*** Data records Section Begins ***

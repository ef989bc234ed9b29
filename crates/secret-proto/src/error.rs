//! Protocol error types.

use thiserror::Error;

/// Errors decoding or encoding wire messages.
#[derive(Error, Debug, Clone, PartialEq, Eq)]
pub enum ProtocolError {
    /// Body was not valid JSON for the expected message.
    #[error("malformed {message}: {reason}")]
    Malformed {
        /// Message type that failed to decode
        message: &'static str,
        /// Decoder error
        reason: String,
    },

    /// Message could not be serialized.
    #[error("failed to encode {message}: {reason}")]
    Encode {
        /// Message type that failed to encode
        message: &'static str,
        /// Encoder error
        reason: String,
    },
}
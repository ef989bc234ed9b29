//! Completions fed back into the state machines.

use secret_client::{OpenError, ServiceError};
use secret_core::ContentItem;
use secret_proto::{CheckResponse, SecretEnvelope};

use crate::Ticket;

/// Pipeline completions for the creation wizard.
#[derive(Debug, Clone, PartialEq, Eq)]
pub enum WizardEvent {
    /// Sealing finished; upload can start.
    Sealed {
        /// Submission ticket.
        ticket: Ticket,
    },

    /// Upload succeeded.
    Uploaded {
        /// Submission ticket.
        ticket: Ticket,
        /// Service-assigned ID.
        secret_id: String,
    },

    /// Any pipeline stage failed.
    SubmitFailed {
        /// Submission ticket.
        ticket: Ticket,
        /// Human-readable failure.
        reason: String,
    },
}

/// Request completions for the open session.
#[derive(Debug, Clone)]
pub enum OpenEvent {
    /// Check endpoint answered (or failed).
    Checked {
        /// Request ticket.
        ticket: Ticket,
        /// Check outcome.
        result: Result<CheckResponse, ServiceError>,
    },

    /// Get endpoint answered (or failed).
    Fetched {
        /// Request ticket.
        ticket: Ticket,
        /// Stored envelope, `None` if missing.
        result: Result<Option<SecretEnvelope>, ServiceError>,
    },

    /// Decryption finished.
    Decrypted {
        /// Request ticket.
        ticket: Ticket,
        /// Decrypted items.
        result: Result<Vec<ContentItem>, OpenError>,
    },
}
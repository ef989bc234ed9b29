//! Human-readable sizes and durations for summaries.

/// Format a byte count as `B`, `KB` or `MB` with one decimal.
pub fn format_size(bytes: u64) -> String {
    const KIB: u64 = 1024;
    const MIB: u64 = 1024 * 1024;

    if bytes < KIB {
        format!("{bytes} B")
    } else if bytes < MIB {
        format!("{:.1} KB", bytes as f64 / KIB as f64)
    } else {
        format!("{:.1} MB", bytes as f64 / MIB as f64)
    }
}

/// Format a duration in seconds using the largest whole unit.
pub fn format_expiration(seconds: u64) -> String {
    fn unit(n: u64, name: &str) -> String {
        if n == 1 { format!("{n} {name}") } else { format!("{n} {name}s") }
    }

    if seconds < 60 {
        return unit(seconds, "second");
    }
    let minutes = seconds / 60;
    if minutes < 60 {
        return unit(minutes, "minute");
    }
    let hours = minutes / 60;
    if hours < 24 {
        return unit(hours, "hour");
    }
    let days = hours / 24;
    if days < 7 {
        return unit(days, "day");
    }
    let weeks = days / 7;
    if weeks < 4 {
        return unit(weeks, "week");
    }
    unit(days / 30, "month")
}

#[cfg(test)]
mod tests {
    use super::*;

    #[test]
    fn sizes() {
        assert_eq!(format_size(0), "0 B");
        assert_eq!(format_size(1023), "1023 B");
        assert_eq!(format_size(1536), "1.5 KB");
        assert_eq!(format_size(5 * 1024 * 1024), "5.0 MB");
    }

    #[test]
    fn expirations() {
        assert_eq!(format_expiration(1), "1 second");
        assert_eq!(format_expiration(120), "2 minutes");
        assert_eq!(format_expiration(3600), "1 hour");
        assert_eq!(format_expiration(86_400), "1 day");
        assert_eq!(format_expiration(604_800), "1 week");
        assert_eq!(format_expiration(60 * 86_400), "2 months");
    }
}
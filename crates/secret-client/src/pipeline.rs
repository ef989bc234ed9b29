//! Submission pipeline.
//!
//! Turns a [`Bundle`] into a [`SecretEnvelope`] and uploads it. Stages run in
//! order and the first failure ends the run:
//!
//! 1. Seal: every item under the password-derived key with a fresh nonce
//! 2. Hash: base64 SHA-256 of the password
//! 3. Assemble: sealed items, hash, settings and metadata
//! 4. Transmit: upload and return the service-assigned ID
//!
//! Stages 1-3 are pure and synchronous ([`seal_bundle`]). [`submit`] runs
//! them on the blocking pool and then transmits.

use chrono::{DateTime, SecondsFormat, Utc};
use secret_core::{Bundle, ContentItem, Environment};
use secret_crypto::{NONCE_SIZE, derive_item_key, hash_password, seal_item};
use secret_proto::{SealedItem, SecretEnvelope, SecretMetadata, SecretSettings, SelectedColors};

use crate::{SecretService, SubmitError};

/// Seal each item under the key derived from `password`.
///
/// Each item gets its own nonce from `env`.
///
/// # Errors
///
/// - `Seal` naming the first item that failed
pub fn seal_items<E: Environment>(
    env: &E,
    password: &str,
    items: &[ContentItem],
) -> Result<Vec<SealedItem>, SubmitError> {
    let key = derive_item_key(password);

    items
        .iter()
        .map(|item| {
            let nonce: [u8; NONCE_SIZE] = env.random_array();
            let encrypted_data = seal_item(item.payload(), &key, nonce)
                .map_err(|source| SubmitError::Seal { name: item.name().to_string(), source })?;

            Ok(SealedItem {
                name: item.name().to_string(),
                kind: item.kind(),
                encrypted_data,
                original_size: item.size(),
            })
        })
        .collect()
}

/// Creator settings as sent on the wire.
pub fn settings_for(bundle: &Bundle) -> SecretSettings {
    SecretSettings {
        expiration: bundle.expiration().as_secs(),
        view_limit: bundle.view_limit().map(std::num::NonZeroU32::get),
        title: bundle.title().map(str::to_string),
        description: bundle.description().map(str::to_string),
        selected_colors: SelectedColors::from(bundle.theme()),
    }
}

/// Assemble the upload payload from already sealed items.
pub fn assemble_payload(
    bundle: &Bundle,
    files: Vec<SealedItem>,
    password_hash: String,
    upload_time: DateTime<Utc>,
) -> SecretEnvelope {
    SecretEnvelope {
        metadata: SecretMetadata {
            total_files: files.len(),
            upload_time: upload_time.to_rfc3339_opts(SecondsFormat::Millis, true),
            total_original_size: bundle.total_bytes(),
        },
        files,
        password_hash,
        settings: settings_for(bundle),
    }
}

/// Run the seal, hash and assemble stages.
///
/// # Errors
///
/// - `EmptyBundle` if there is nothing to seal
/// - `MissingPassword` if the password is blank
/// - `Seal` if any item fails to encrypt
pub fn seal_bundle<E: Environment>(env: &E, bundle: &Bundle) -> Result<SecretEnvelope, SubmitError> {
    if bundle.is_empty() {
        return Err(SubmitError::EmptyBundle);
    }
    if !bundle.has_password() {
        return Err(SubmitError::MissingPassword);
    }

    let files = seal_items(env, bundle.password(), bundle.items())?;
    let password_hash = hash_password(bundle.password());
    let envelope = assemble_payload(bundle, files, password_hash, env.now());

    tracing::debug!(
        items = envelope.metadata.total_files,
        sealed_bytes = envelope.sealed_bytes(),
        "bundle sealed"
    );
    Ok(envelope)
}

/// Run [`seal_bundle`] on the blocking thread pool.
///
/// # Errors
///
/// As [`seal_bundle`], plus `Task` if the blocking task is cancelled or
/// panics.
pub async fn seal_bundle_blocking<E: Environment>(
    env: E,
    bundle: Bundle,
) -> Result<SecretEnvelope, SubmitError> {
    tokio::task::spawn_blocking(move || seal_bundle(&env, &bundle))
        .await
        .map_err(|e| SubmitError::Task { reason: e.to_string() })?
}

/// Upload a sealed envelope and return the assigned ID.
///
/// # Errors
///
/// - `UploadFailed` on transport failure, a non-success response, or an
///   empty ID
pub async fn transmit<S: SecretService>(
    service: &S,
    envelope: &SecretEnvelope,
) -> Result<String, SubmitError> {
    let response = service
        .upload(envelope)
        .await
        .map_err(|e| SubmitError::UploadFailed { reason: e.to_string() })?;

    if response.id.trim().is_empty() {
        return Err(SubmitError::UploadFailed { reason: "service returned an empty ID".into() });
    }

    tracing::info!(
        id = %response.id,
        message = response.message.as_deref().unwrap_or_default(),
        "secret uploaded"
    );
    Ok(response.id)
}

/// Seal and upload `bundle`, returning the secret ID.
///
/// The bundle itself is not modified; recording the ID is the caller's job.
///
/// # Errors
///
/// Any error from [`seal_bundle_blocking`] or [`transmit`].
pub async fn submit<S, E>(service: &S, env: &E, bundle: &Bundle) -> Result<String, SubmitError>
where
    S: SecretService,
    E: Environment,
{
    let envelope = seal_bundle_blocking(env.clone(), bundle.clone()).await?;
    transmit(service, &envelope).await
}

#[cfg(test)]
#[allow(clippy::unwrap_used)]
mod tests {
    use std::num::NonZeroU32;

    use secret_core::{Appearance, Expiration, ItemKind, RawFile, SeededEnv};
    use secret_crypto::{TAG_SIZE, open_item, verify_password};

    use super::*;

    fn bundle() -> Bundle {
        let mut bundle = Bundle::new(1 << 20, Appearance::Dark);
        bundle.add_files(vec![RawFile::new("a.bin", vec![7; 100])]).unwrap();
        bundle.add_text_or_link(ItemKind::Link, "site", "https://example.com").unwrap();
        bundle.set_password("abc123");
        bundle
    }

    #[test]
    fn seal_bundle_rejects_missing_password() {
        let mut b = bundle();
        b.set_password("   ");
        assert_eq!(seal_bundle(&SeededEnv::with_seed(1), &b), Err(SubmitError::MissingPassword));
    }

    #[test]
    fn seal_bundle_rejects_empty_bundle() {
        let mut b = Bundle::new(10, Appearance::Dark);
        b.set_password("pw");
        assert_eq!(seal_bundle(&SeededEnv::with_seed(1), &b), Err(SubmitError::EmptyBundle));
    }

    #[test]
    fn sealed_items_open_with_password() {
        let b = bundle();
        let envelope = seal_bundle(&SeededEnv::with_seed(1), &b).unwrap();

        let key = derive_item_key("abc123");
        for (sealed, item) in envelope.files.iter().zip(b.items()) {
            assert_eq!(sealed.name, item.name());
            assert_eq!(sealed.kind, item.kind());
            assert_eq!(sealed.original_size, item.size());
            assert_eq!(sealed.encrypted_data.len(), NONCE_SIZE + item.payload().len() + TAG_SIZE);
            assert_eq!(open_item(&sealed.encrypted_data, &key).unwrap(), item.payload());
        }
    }

    #[test]
    fn nonces_differ_per_item() {
        let envelope = seal_bundle(&SeededEnv::with_seed(9), &bundle()).unwrap();
        let first = &envelope.files[0].encrypted_data[..NONCE_SIZE];
        let second = &envelope.files[1].encrypted_data[..NONCE_SIZE];
        assert_ne!(first, second);
    }

    #[test]
    fn payload_carries_settings_and_metadata() {
        let mut b = bundle();
        b.set_expiration(Expiration::OneWeek);
        b.set_view_limit(NonZeroU32::new(3));
        b.set_title("Hello");

        let envelope = seal_bundle(&SeededEnv::with_seed(1), &b).unwrap();

        assert!(verify_password("abc123", &envelope.password_hash));
        assert_eq!(envelope.settings.expiration, 604_800);
        assert_eq!(envelope.settings.view_limit, Some(3));
        assert_eq!(envelope.settings.title.as_deref(), Some("Hello"));
        assert_eq!(envelope.settings.description, None);
        assert_eq!(envelope.settings.selected_colors.background, "#1f2937");
        assert_eq!(envelope.metadata.total_files, 2);
        assert_eq!(envelope.metadata.total_original_size, 119);
        assert_eq!(envelope.metadata.upload_time, "1970-01-02T00:00:00.000Z");
    }

    #[test]
    fn same_seed_seals_identically() {
        let a = seal_bundle(&SeededEnv::with_seed(5), &bundle()).unwrap();
        let b = seal_bundle(&SeededEnv::with_seed(5), &bundle()).unwrap();
        assert_eq!(a, b);
    }
}
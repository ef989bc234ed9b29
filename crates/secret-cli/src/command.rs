//! The `create` and `open` commands.
//!
//! Both drive a [`Runtime`] the way an interactive front end would: one
//! wizard step or unlock attempt at a time, checking state between calls.

use std::{io::Write, num::NonZeroU32, path::PathBuf};

use secret_app::{OpenState, Runtime, RuntimeError, SubmitStatus, WizardError, WizardStep};
use secret_client::SecretService;
use secret_core::{ColorSlot, Environment, Expiration, ItemKind, ThemeColor};
use thiserror::Error;

use crate::{TerminalDriver, TerminalError};

/// Errors surfaced by the CLI commands.
#[derive(Debug, Error)]
pub enum CliError {
    /// Runtime or driver failure.
    #[error(transparent)]
    Runtime(#[from] RuntimeError<TerminalError>),

    /// Wizard rejected an edit.
    #[error(transparent)]
    Wizard(#[from] WizardError),

    /// A `TITLE=CONTENT` argument had no `=`.
    #[error("expected TITLE=CONTENT, got {input:?}")]
    Entry {
        /// Rejected argument
        input: String,
    },

    /// The wizard could not move past a step.
    #[error("cannot continue past the {step} step")]
    Stuck {
        /// Step the wizard stopped on
        step: WizardStep,
    },

    /// Submission failed.
    #[error("submission failed: {reason}")]
    Submit {
        /// Failure reported by the pipeline
        reason: String,
    },

    /// The secret could not be opened.
    #[error("{message}")]
    Open {
        /// Message shown to the user
        message: String,
    },

    /// Password prompt failed.
    #[error("password prompt failed: {0}")]
    Prompt(#[source] std::io::Error),
}

/// Everything the `create` command puts into the bundle.
#[derive(Debug, Clone, Default)]
pub struct CreateOptions {
    /// Files to read.
    pub files: Vec<PathBuf>,
    /// Text entries as `(title, content)`.
    pub texts: Vec<(String, String)>,
    /// Link entries as `(title, url)`.
    pub links: Vec<(String, String)>,
    /// Password.
    pub password: String,
    /// Lifetime.
    pub expiration: Expiration,
    /// Maximum opens. `None` for unlimited.
    pub view_limit: Option<NonZeroU32>,
    /// Title shown to the recipient.
    pub title: Option<String>,
    /// Description shown to the recipient.
    pub description: Option<String>,
    /// Theme overrides.
    pub colors: Vec<(ColorSlot, ThemeColor)>,
}

/// Parse a `TITLE=CONTENT` argument.
pub fn parse_entry(input: &str) -> Result<(String, String), CliError> {
    input
        .split_once('=')
        .map(|(title, content)| (title.to_string(), content.to_string()))
        .ok_or_else(|| CliError::Entry { input: input.to_string() })
}

async fn advance_from<W, S, E>(
    runtime: &mut Runtime<TerminalDriver<W>, S, E>,
    step: WizardStep,
) -> Result<(), CliError>
where
    W: Write + Send,
    S: SecretService,
    E: Environment,
{
    runtime.advance().await?;
    if runtime.wizard().step() == step {
        return Err(CliError::Stuck { step });
    }
    Ok(())
}

/// Run the creation wizard to completion and return the share link.
///
/// # Errors
///
/// Returns an error if any edit is rejected, a guard blocks a step, or the
/// submission fails.
pub async fn create_secret<W, S, E>(
    runtime: &mut Runtime<TerminalDriver<W>, S, E>,
    options: CreateOptions,
) -> Result<String, CliError>
where
    W: Write + Send,
    S: SecretService,
    E: Environment,
{
    if !options.files.is_empty() {
        let report = runtime.add_file_paths(options.files).await?;
        for name in &report.skipped {
            tracing::warn!(%name, "skipping duplicate file");
        }
    }
    for (title, content) in &options.texts {
        runtime.wizard_mut().add_text_or_link(ItemKind::Text, title, content)?;
    }
    for (title, url) in &options.links {
        runtime.wizard_mut().add_text_or_link(ItemKind::Link, title, url)?;
    }
    advance_from(runtime, WizardStep::SelectContent).await?;

    let wizard = runtime.wizard_mut();
    wizard.set_password(options.password)?;
    wizard.set_expiration(options.expiration)?;
    wizard.set_view_limit(options.view_limit)?;
    advance_from(runtime, WizardStep::Options).await?;

    let wizard = runtime.wizard_mut();
    if let Some(title) = &options.title {
        wizard.set_title(title)?;
    }
    if let Some(description) = &options.description {
        wizard.set_description(description)?;
    }
    for (slot, color) in options.colors {
        wizard.set_theme_color(slot, color)?;
    }
    advance_from(runtime, WizardStep::Display).await?;

    // Leaving Confirm runs the whole submission.
    runtime.advance().await?;

    if let Some(SubmitStatus::Failed { reason }) = runtime.wizard().submit_status() {
        return Err(CliError::Submit { reason: reason.clone() });
    }
    runtime
        .wizard()
        .share_link()
        .ok_or(CliError::Stuck { step: runtime.wizard().step() })
}

/// Open `link`, asking `prompt` for passwords until one works, then save the
/// items.
///
/// `prompt` receives the number of failed attempts so far and resolves to
/// `None` to give up. It is awaited, so a terminal prompt can run off the
/// async workers. Returns the number of items delivered.
///
/// # Errors
///
/// Returns an error if the link is invalid, the service fails, the user
/// gives up, or an item cannot be saved.
pub async fn open_secret<W, S, E, P, F>(
    runtime: &mut Runtime<TerminalDriver<W>, S, E>,
    link: &str,
    mut prompt: P,
) -> Result<usize, CliError>
where
    W: Write + Send,
    S: SecretService,
    E: Environment,
    P: FnMut(u32) -> F,
    F: Future<Output = Result<Option<String>, CliError>>,
{
    runtime.open(link).await?;

    while matches!(runtime.session().state(), OpenState::PasswordPrompt { .. }) {
        let Some(password) = prompt(runtime.session().failed_attempts()).await? else {
            return Err(CliError::Open { message: "no password given".into() });
        };
        runtime.unlock(&password).await?;
    }

    match runtime.session().state() {
        OpenState::Viewing { .. } => Ok(runtime.deliver_items().await?),
        OpenState::Invalid(reason) => Err(CliError::Open { message: reason.message().into() }),
        OpenState::Error { message, cause } => {
            Err(CliError::Open { message: format!("{message}: {cause}") })
        },
        OpenState::NoSecret => Err(CliError::Open { message: "No secret found.".into() }),
        state => Err(CliError::Open { message: format!("unexpected state {state:?}") }),
    }
}

#[cfg(test)]
#[allow(clippy::unwrap_used)]
mod tests {
    use secret_client::MockService;
    use secret_core::{Appearance, BundleError, ColorTheme, SecretConfig, SeededEnv};

    use super::*;

    type TestRuntime = Runtime<TerminalDriver<Vec<u8>>, MockService<SeededEnv>, SeededEnv>;

    fn runtime(save_dir: &std::path::Path) -> TestRuntime {
        let env = SeededEnv::with_seed(11);
        let driver = TerminalDriver::new(Vec::new(), save_dir);
        Runtime::new(driver, MockService::new(env.clone()), env, &SecretConfig::mock())
    }

    fn options(password: &str) -> CreateOptions {
        CreateOptions {
            texts: vec![("note".into(), "meet at noon".into())],
            links: vec![("docs".into(), "https://docs.rs".into())],
            password: password.into(),
            title: Some("Plans".into()),
            ..CreateOptions::default()
        }
    }

    #[test]
    fn entry_requires_separator() {
        assert_eq!(parse_entry("a=b=c").unwrap(), ("a".into(), "b=c".into()));
        assert!(parse_entry("nothing").is_err());
    }

    #[tokio::test]
    async fn create_then_open_round_trip() {
        let dir = tempfile::tempdir().unwrap();
        let mut rt = runtime(dir.path());

        let link = create_secret(&mut rt, options("pw")).await.unwrap();
        assert!(link.starts_with("http://localhost:8081/mock-"));

        let mut answers = vec!["wrong".to_string(), "pw".to_string()].into_iter();
        let delivered = open_secret(&mut rt, &link, |_| std::future::ready(Ok(answers.next()))).await.unwrap();

        assert_eq!(delivered, 2);
        assert_eq!(std::fs::read(dir.path().join("note.txt")).unwrap(), b"meet at noon");
        let output = String::from_utf8_lossy(rt.driver().output()).into_owned();
        assert!(output.contains("incorrect password, try again"));
        assert!(output.contains("[5/6] Submit: encrypting"));
        assert!(output.contains("[5/6] Submit: uploading"));
        assert!(output.contains("Checking link..."));
        assert!(output.contains("Decrypting..."));
        assert!(output.contains("Link: https://docs.rs"));
    }

    #[tokio::test(flavor = "multi_thread")]
    async fn prompt_may_block_off_the_runtime() {
        let dir = tempfile::tempdir().unwrap();
        let mut rt = runtime(dir.path());
        let link = create_secret(&mut rt, options("pw")).await.unwrap();

        let mut attempts = Vec::new();
        let delivered = open_secret(&mut rt, &link, |failed| {
            attempts.push(failed);
            async move {
                let answer = if failed == 0 { "nope" } else { "pw" };
                tokio::task::spawn_blocking(move || Some(answer.to_string()))
                    .await
                    .map_err(|e| CliError::Prompt(std::io::Error::other(e)))
            }
        })
        .await
        .unwrap();

        assert_eq!(delivered, 2);
        assert_eq!(attempts, vec![0, 1]);
    }

    #[tokio::test]
    async fn oversized_file_fails_before_reading() {
        let dir = tempfile::tempdir().unwrap();
        let path = dir.path().join("huge.bin");
        std::fs::File::create(&path).unwrap().set_len(4096).unwrap();

        let env = SeededEnv::with_seed(12);
        let driver = TerminalDriver::new(Vec::new(), dir.path());
        let config = SecretConfig { max_bundle_bytes: 1024, ..SecretConfig::mock() };
        let mut rt = Runtime::new(driver, MockService::new(env.clone()), env, &config);

        let err = create_secret(&mut rt, CreateOptions { files: vec![path], ..options("pw") })
            .await
            .unwrap_err();

        assert!(matches!(
            err,
            CliError::Runtime(RuntimeError::Wizard(WizardError::Bundle(
                BundleError::SizeLimitExceeded { attempted: 4096, limit: 1024 }
            )))
        ));
        assert!(rt.wizard().bundle().is_empty());
    }

    #[tokio::test]
    async fn light_appearance_sets_default_theme() {
        let dir = tempfile::tempdir().unwrap();
        let env = SeededEnv::with_seed(14);
        let driver = TerminalDriver::new(Vec::new(), dir.path());
        let config = SecretConfig { appearance: Appearance::Light, ..SecretConfig::mock() };
        let mut rt = Runtime::new(driver, MockService::new(env.clone()), env, &config);

        create_secret(&mut rt, options("pw")).await.unwrap();

        assert_eq!(rt.wizard().bundle().theme(), &ColorTheme::for_appearance(Appearance::Light));
    }

    #[tokio::test]
    async fn blank_password_stops_at_options() {
        let dir = tempfile::tempdir().unwrap();
        let mut rt = runtime(dir.path());

        let err = create_secret(&mut rt, options("  ")).await.unwrap_err();

        assert!(matches!(err, CliError::Stuck { step: WizardStep::Options }));
    }

    #[tokio::test]
    async fn giving_up_on_password_is_an_error() {
        let dir = tempfile::tempdir().unwrap();
        let mut rt = runtime(dir.path());
        let link = create_secret(&mut rt, options("pw")).await.unwrap();

        let err = open_secret(&mut rt, &link, |_| std::future::ready(Ok(None))).await.unwrap_err();

        assert!(matches!(err, CliError::Open { .. }));
    }

    #[tokio::test]
    async fn unknown_link_reports_reason() {
        let dir = tempfile::tempdir().unwrap();
        let mut rt = runtime(dir.path());

        let err = open_secret(&mut rt, "missing", |_| std::future::ready(Ok(None))).await.unwrap_err();

        assert_eq!(err.to_string(), "This link does not exist.");
    }
}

*** Data records Section Ends ***

▶ [Problem description] Write out exactly the lines that fall from the line with "Description shown to the recipient." to the line with "wizard.set_view_limit(options.view_limit)?;" in the records above, keeping both ends.

▶ [Result for this task]
    /// Description shown to the recipient.
    pub description: Option<String>,
    /// Theme overrides.
    pub colors: Vec<(ColorSlot, ThemeColor)>,
}

/// Parse a `TITLE=CONTENT` argument.
pub fn parse_entry(input: &str) -> Result<(String, String), CliError> {
    input
        .split_once('=')
        .map(|(title, content)| (title.to_string(), content.to_string()))
        .ok_or_else(|| CliError::Entry { input: input.to_string() })
}

async fn advance_from<W, S, E>(
    runtime: &mut Runtime<TerminalDriver<W>, S, E>,
    step: WizardStep,
) -> Result<(), CliError>
where
    W: Write + Send,
    S: SecretService,
    E: Environment,
{
    runtime.advance().await?;
    if runtime.wizard().step() == step {
        return Err(CliError::Stuck { step });
    }
    Ok(())
}

/// Run the creation wizard to completion and return the share link.
///
/// # Errors
///
/// Returns an error if any edit is rejected, a guard blocks a step, or the
/// submission fails.
pub async fn create_secret<W, S, E>(
    runtime: &mut Runtime<TerminalDriver<W>, S, E>,
    options: CreateOptions,
) -> Result<String, CliError>
where
    W: Write + Send,
    S: SecretService,
    E: Environment,
{
    if !options.files.is_empty() {
        let report = runtime.add_file_paths(options.files).await?;
        for name in &report.skipped {
            tracing::warn!(%name, "skipping duplicate file");
        }
    }
    for (title, content) in &options.texts {
        runtime.wizard_mut().add_text_or_link(ItemKind::Text, title, content)?;
    }
    for (title, url) in &options.links {
        runtime.wizard_mut().add_text_or_link(ItemKind::Link, title, url)?;
    }
    advance_from(runtime, WizardStep::SelectContent).await?;

    let wizard = runtime.wizard_mut();
    wizard.set_password(options.password)?;
    wizard.set_expiration(options.expiration)?;
    wizard.set_view_limit(options.view_limit)?;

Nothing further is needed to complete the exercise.